[[ Data records, beginning ]]

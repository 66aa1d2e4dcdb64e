//! Configuration loading
//!
//! Precedence: defaults < config file < environment. A missing default
//! config file is not an error; an explicitly requested one is.

use std::fs;
use std::path::{Path, PathBuf};
use tracing::debug;

use crate::components::ObserveConfig;
use crate::error::ConfigError;

/// Environment variables recognised by [`ConfigLoader`]
pub mod env_keys {
    pub const LOG_DIR: &str = "CONDUCTOR_LOG_DIR";
    pub const ROTATION_BYTES: &str = "CONDUCTOR_ROTATION_BYTES";
    pub const PRESSURE_THRESHOLDS: &str = "CONDUCTOR_PRESSURE_THRESHOLDS";
    pub const HYSTERESIS: &str = "CONDUCTOR_HYSTERESIS";
    pub const DESCENT_DWELL: &str = "CONDUCTOR_DESCENT_DWELL";
    pub const OVERHEAD_BUDGET: &str = "CONDUCTOR_OVERHEAD_BUDGET";
    pub const PRESSURE_SOURCE: &str = "CONDUCTOR_PRESSURE_SOURCE";
    pub const COLOR: &str = "CONDUCTOR_COLOR";
}

/// Default config file location (`~/.config/conductor/config.toml`)
pub fn default_config_path() -> Option<PathBuf> {
    dirs::config_dir().map(|dir| dir.join("conductor").join("config.toml"))
}

/// Builder-style loader for [`ObserveConfig`]
#[derive(Debug, Default, Clone)]
pub struct ConfigLoader {
    file: Option<PathBuf>,
}

impl ConfigLoader {
    pub fn new() -> Self {
        Self::default()
    }

    /// Use an explicit config file; it must exist
    pub fn with_file(mut self, path: impl Into<PathBuf>) -> Self {
        self.file = Some(path.into());
        self
    }

    /// Load using the process environment
    pub fn load(&self) -> Result<ObserveConfig, ConfigError> {
        self.load_with_env(|key| std::env::var(key).ok())
    }

    /// Load using a custom environment lookup
    pub fn load_with_env<F>(&self, lookup: F) -> Result<ObserveConfig, ConfigError>
    where
        F: Fn(&str) -> Option<String>,
    {
        let mut config = match &self.file {
            Some(path) => read_file(path)?,
            None => match default_config_path() {
                Some(path) if path.exists() => read_file(&path)?,
                _ => ObserveConfig::default(),
            },
        };

        apply_env(&mut config, lookup)?;
        config.validate()?;
        Ok(config)
    }
}

fn read_file(path: &Path) -> Result<ObserveConfig, ConfigError> {
    let contents = fs::read_to_string(path).map_err(|source| ConfigError::Io {
        path: path.to_path_buf(),
        source,
    })?;
    debug!(path = %path.display(), "loaded config file");
    toml::from_str(&contents).map_err(|e| ConfigError::Parse {
        path: path.to_path_buf(),
        message: e.to_string(),
    })
}

fn apply_env<F>(config: &mut ObserveConfig, lookup: F) -> Result<(), ConfigError>
where
    F: Fn(&str) -> Option<String>,
{
    if let Some(dir) = lookup(env_keys::LOG_DIR) {
        config.root_dir = PathBuf::from(dir);
    }
    if let Some(bytes) = lookup(env_keys::ROTATION_BYTES) {
        config.session.rotation_bytes = parse_env(env_keys::ROTATION_BYTES, &bytes)?;
    }
    if let Some(list) = lookup(env_keys::PRESSURE_THRESHOLDS) {
        config.pressure.thresholds = parse_thresholds(&list)?;
    }
    if let Some(value) = lookup(env_keys::HYSTERESIS) {
        config.pressure.hysteresis = parse_env(env_keys::HYSTERESIS, &value)?;
    }
    if let Some(value) = lookup(env_keys::DESCENT_DWELL) {
        config.pressure.descent_dwell_samples = parse_env(env_keys::DESCENT_DWELL, &value)?;
    }
    if let Some(value) = lookup(env_keys::OVERHEAD_BUDGET) {
        config.guard.overhead_budget = parse_env(env_keys::OVERHEAD_BUDGET, &value)?;
    }
    if let Some(value) = lookup(env_keys::PRESSURE_SOURCE) {
        config.pressure.source = value
            .parse()
            .map_err(|reason: String| ConfigError::invalid(env_keys::PRESSURE_SOURCE, reason))?;
    }
    if let Some(value) = lookup(env_keys::COLOR) {
        config.output.color = value
            .parse()
            .map_err(|reason: String| ConfigError::invalid(env_keys::COLOR, reason))?;
    }
    Ok(())
}

fn parse_env<T>(key: &str, value: &str) -> Result<T, ConfigError>
where
    T: std::str::FromStr,
    T::Err: std::fmt::Display,
{
    value
        .trim()
        .parse()
        .map_err(|e: T::Err| ConfigError::invalid(key, format!("{value:?}: {e}")))
}

fn parse_thresholds(list: &str) -> Result<[f64; 3], ConfigError> {
    let values = list
        .split(',')
        .map(|part| parse_env::<f64>(env_keys::PRESSURE_THRESHOLDS, part))
        .collect::<Result<Vec<_>, _>>()?;
    match values.as_slice() {
        [a, b, c] => Ok([*a, *b, *c]),
        _ => Err(ConfigError::invalid(
            env_keys::PRESSURE_THRESHOLDS,
            format!("expected three comma-separated values, got {}", values.len()),
        )),
    }
}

[[ Data records, end ]]

● Required action: Transcribe the opening lines of the listing exactly, please. Stop after the line that contains "custom environment lookup".

● Solution to this exercise:
repository 66aa1d2e4dcdb64e
//! Configuration loading
//!
//! Precedence: defaults < config file < environment. A missing default
//! config file is not an error; an explicitly requested one is.

use std::fs;
use std::path::{Path, PathBuf};
use tracing::debug;

use crate::components::ObserveConfig;
use crate::error::ConfigError;

/// Environment variables recognised by [`ConfigLoader`]
pub mod env_keys {
    pub const LOG_DIR: &str = "CONDUCTOR_LOG_DIR";
    pub const ROTATION_BYTES: &str = "CONDUCTOR_ROTATION_BYTES";
    pub const PRESSURE_THRESHOLDS: &str = "CONDUCTOR_PRESSURE_THRESHOLDS";
    pub const HYSTERESIS: &str = "CONDUCTOR_HYSTERESIS";
    pub const DESCENT_DWELL: &str = "CONDUCTOR_DESCENT_DWELL";
    pub const OVERHEAD_BUDGET: &str = "CONDUCTOR_OVERHEAD_BUDGET";
    pub const PRESSURE_SOURCE: &str = "CONDUCTOR_PRESSURE_SOURCE";
    pub const COLOR: &str = "CONDUCTOR_COLOR";
}

/// Default config file location (`~/.config/conductor/config.toml`)
pub fn default_config_path() -> Option<PathBuf> {
    dirs::config_dir().map(|dir| dir.join("conductor").join("config.toml"))
}

/// Builder-style loader for [`ObserveConfig`]
#[derive(Debug, Default, Clone)]
pub struct ConfigLoader {
    file: Option<PathBuf>,
}

impl ConfigLoader {
    pub fn new() -> Self {
        Self::default()
    }

    /// Use an explicit config file; it must exist
    pub fn with_file(mut self, path: impl Into<PathBuf>) -> Self {
        self.file = Some(path.into());
        self
    }

    /// Load using the process environment
    pub fn load(&self) -> Result<ObserveConfig, ConfigError> {
        self.load_with_env(|key| std::env::var(key).ok())
    }

    /// Load using a custom environment lookup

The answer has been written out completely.